People say that the 4 barrels have smaller primaries than a 2 barrel so if you keep your foot out of ityou use less gas


----------



## CoupeDTS (Nov 10, 2007)

yea look at the barrels on the bottom, some 2 barrels are big some are small, all 4 barrels are pretty small


----------



## joeycutlass (Mar 14, 2010)

put a 4 barrel stock and disconnect the 2 back barrels so when you press the gas pedal the 2 back barrels don't open up


----------



## harborareaPhil (Jan 31, 2003)

Ulysses 2 said:


> I have a 74 Impala with a 400 Small block and a 2 barrel carb everyone tells me the car will have more power and get better mileage with a 4 barrel carb.

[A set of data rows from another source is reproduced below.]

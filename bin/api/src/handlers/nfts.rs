//! NFT registry endpoints: display, burn, and listing boosts.

use std::sync::Arc;

use animetoken_core::ApiError;
use animetoken_storage::feed::{ChangeOp, RowChange};
use animetoken_storage::models::{ListingBoost, Nft, NftTrait};
use animetoken_storage::repos;
use animetoken_wallet as wallet;
use axum::Json;
use axum::extract::{Path, State};
use chrono::Utc;
use serde::{Deserialize, Serialize};
use serde_json::json;
use uuid::Uuid;

use crate::response::{ApiResponse, respond};
use crate::state::AppState;

/// How long a paid listing boost stays active.
const BOOST_DURATION_SECS: i64 = 72 * 60 * 60;

/// An NFT row with its attributes normalized for display.
#[derive(Serialize)]
pub struct NftView {
    #[serde(flatten)]
    pub nft: Nft,
    pub traits: Vec<NftTrait>,
}

impl From<Nft> for NftView {
    fn from(nft: Nft) -> Self {
        let traits = nft.normalized_attributes();
        Self { nft, traits }
    }
}

/// GET /api/v1/nfts/:id
pub async fn get_nft(
    State(state): State<Arc<AppState>>,
    Path(id): Path<Uuid>,
) -> Json<ApiResponse<NftView>> {
    respond(
        async {
            repos::get_nft(&state.pool, id)
                .await
                .map_err(ApiError::internal)?
                .map(NftView::from)
                .ok_or_else(|| ApiError::NotFound(format!("nft {id}")))
        }
        .await,
    )
}

#[derive(Deserialize)]
pub struct BurnRequest {
    pub wallet_address: String,
    pub signature: String,
    pub message: String,
}

/// POST /api/v1/nfts/:id/burn — owner only, signed. Removes the registry row;
/// the on-chain burn is the wallet's business.
pub async fn burn_nft(
    State(state): State<Arc<AppState>>,
    Path(id): Path<Uuid>,
    Json(req): Json<BurnRequest>,
) -> Json<ApiResponse<serde_json::Value>> {
    respond(burn_nft_inner(&state, id, req).await)
}

async fn burn_nft_inner(
    state: &AppState,
    id: Uuid,
    req: BurnRequest,
) -> Result<serde_json::Value, ApiError> {
    let nft = repos::get_nft(&state.pool, id)
        .await
        .map_err(ApiError::internal)?
        .ok_or_else(|| ApiError::NotFound(format!("nft {id}")))?;

    if nft.owner_wallet != req.wallet_address {
        return Err(ApiError::Ownership("nft is owned by another wallet".into()));
    }

    let timestamp = wallet::extract_timestamp(&req.message)?;
    wallet::check_freshness(timestamp, Utc::now().timestamp_millis(), wallet::LINK_FRESHNESS)?;
    wallet::verify_signature(&req.wallet_address, &req.message, &req.signature)?;

    repos::delete_nft(&state.pool, id)
        .await
        .map_err(ApiError::internal)?;

    tracing::info!(nft_id = %id, wallet = %req.wallet_address, "nft burned");

    state.feed.publish(RowChange {
        table: "nfts",
        op: ChangeOp::Delete,
        wallet: req.wallet_address,
        data: json!({ "id": id }),
    });

    Ok(json!({ "burned": true }))
}

#[derive(Deserialize)]
pub struct BoostRequest {
    pub wallet_address: String,
    pub transaction_signature: String,
}

/// POST /api/v1/nfts/:id/boost — paid visibility boost for a listed NFT.
pub async fn boost_nft(
    State(state): State<Arc<AppState>>,
    Path(id): Path<Uuid>,
    Json(req): Json<BoostRequest>,
) -> Json<ApiResponse<ListingBoost>> {
    respond(boost_nft_inner(&state, id, req).await)
}

async fn boost_nft_inner(
    state: &AppState,
    id: Uuid,
    req: BoostRequest,
) -> Result<ListingBoost, ApiError> {
    let nft = repos::get_nft(&state.pool, id)
        .await
        .map_err(ApiError::internal)?
        .ok_or_else(|| ApiError::NotFound(format!("nft {id}")))?;

    if nft.owner_wallet != req.wallet_address {
        return Err(ApiError::Ownership("nft is owned by another wallet".into()));
    }
    if !nft.is_listed {
        return Err(ApiError::Validation("only listed nfts can be boosted".into()));
    }
    if !wallet::is_plausible_payment_signature(&req.transaction_signature) {
        return Err(ApiError::Validation(
            "transaction signature has an invalid format".into(),
        ));
    }

    let boost = repos::insert_boost(
        &state.pool,
        Uuid::new_v4(),
        id,
        &req.wallet_address,
        BOOST_DURATION_SECS,
    )
    .await
    .map_err(ApiError::internal)?;

    state.feed.publish(RowChange {
        table: "listing_boosts",
        op: ChangeOp::Insert,
        wallet: req.wallet_address,
        data: json!({ "id": boost.id, "nft_id": id, "expires_at": boost.expires_at }),
    });

    Ok(boost)
}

I need someone that has done the swap and seen the results first hand to give me some advice on this


its personnel preference too.... how's it run to you?.... does it have the power you want when you step on it?

2 barrels run fine.. but if you want that extra punch do the intake and carb swap... it's pretty easy


----------



## Ragtop Ted (Sep 11, 2007)

harborareaPhil said:


> its personnel preference too.... how's it run to you?.... does it have the power you want when you step on it?
> 
> 2 barrels run fine.. but if you want that extra punch do the intake and carb swap... it's pretty easy


Yup


----------



## Ulysses 2 (Aug 3, 2003)

harborareaPhil said:


> its personnel preference too.... how's it run to you?.... does it have the power you want when you step on it?
> 
> 2 barrels run fine.. but if you want that extra punch do the intake and carb swap... it's pretty easy


It runs great right now it just seems to use alot of gas, but if im gonna get more punch outta just a carb swap im all for it


----------



## harborareaPhil (Jan 31, 2003)

yea my 74' impala had a 350... with a 4 barrel...stock intake...just got a Holley rebuilt quadrajet, updated the dist to a billet electronic,k&n air filter, and dual exhaust with the quiet flowmasters and it ran real nice....put your foot into it and it goes...


----------



## harborareaPhil (Jan 31, 2003)

if that's your car in your avatar... 


then them rims are why it doesn't go


----------



## warning (Oct 31, 2005)

i replaced a 350 with a rebuilt 400 in my 70 impala about 10 years ago, the 400 used less gas, seemed like i stayed off the gas, and 400s have a shit load of torque


----------



## Ulysses 2 (Aug 3, 2003)

harborareaPhil said:


> if that's your car in your avatar...
> 
> 
> then them rims are why it doesn't go


 It does go though


----------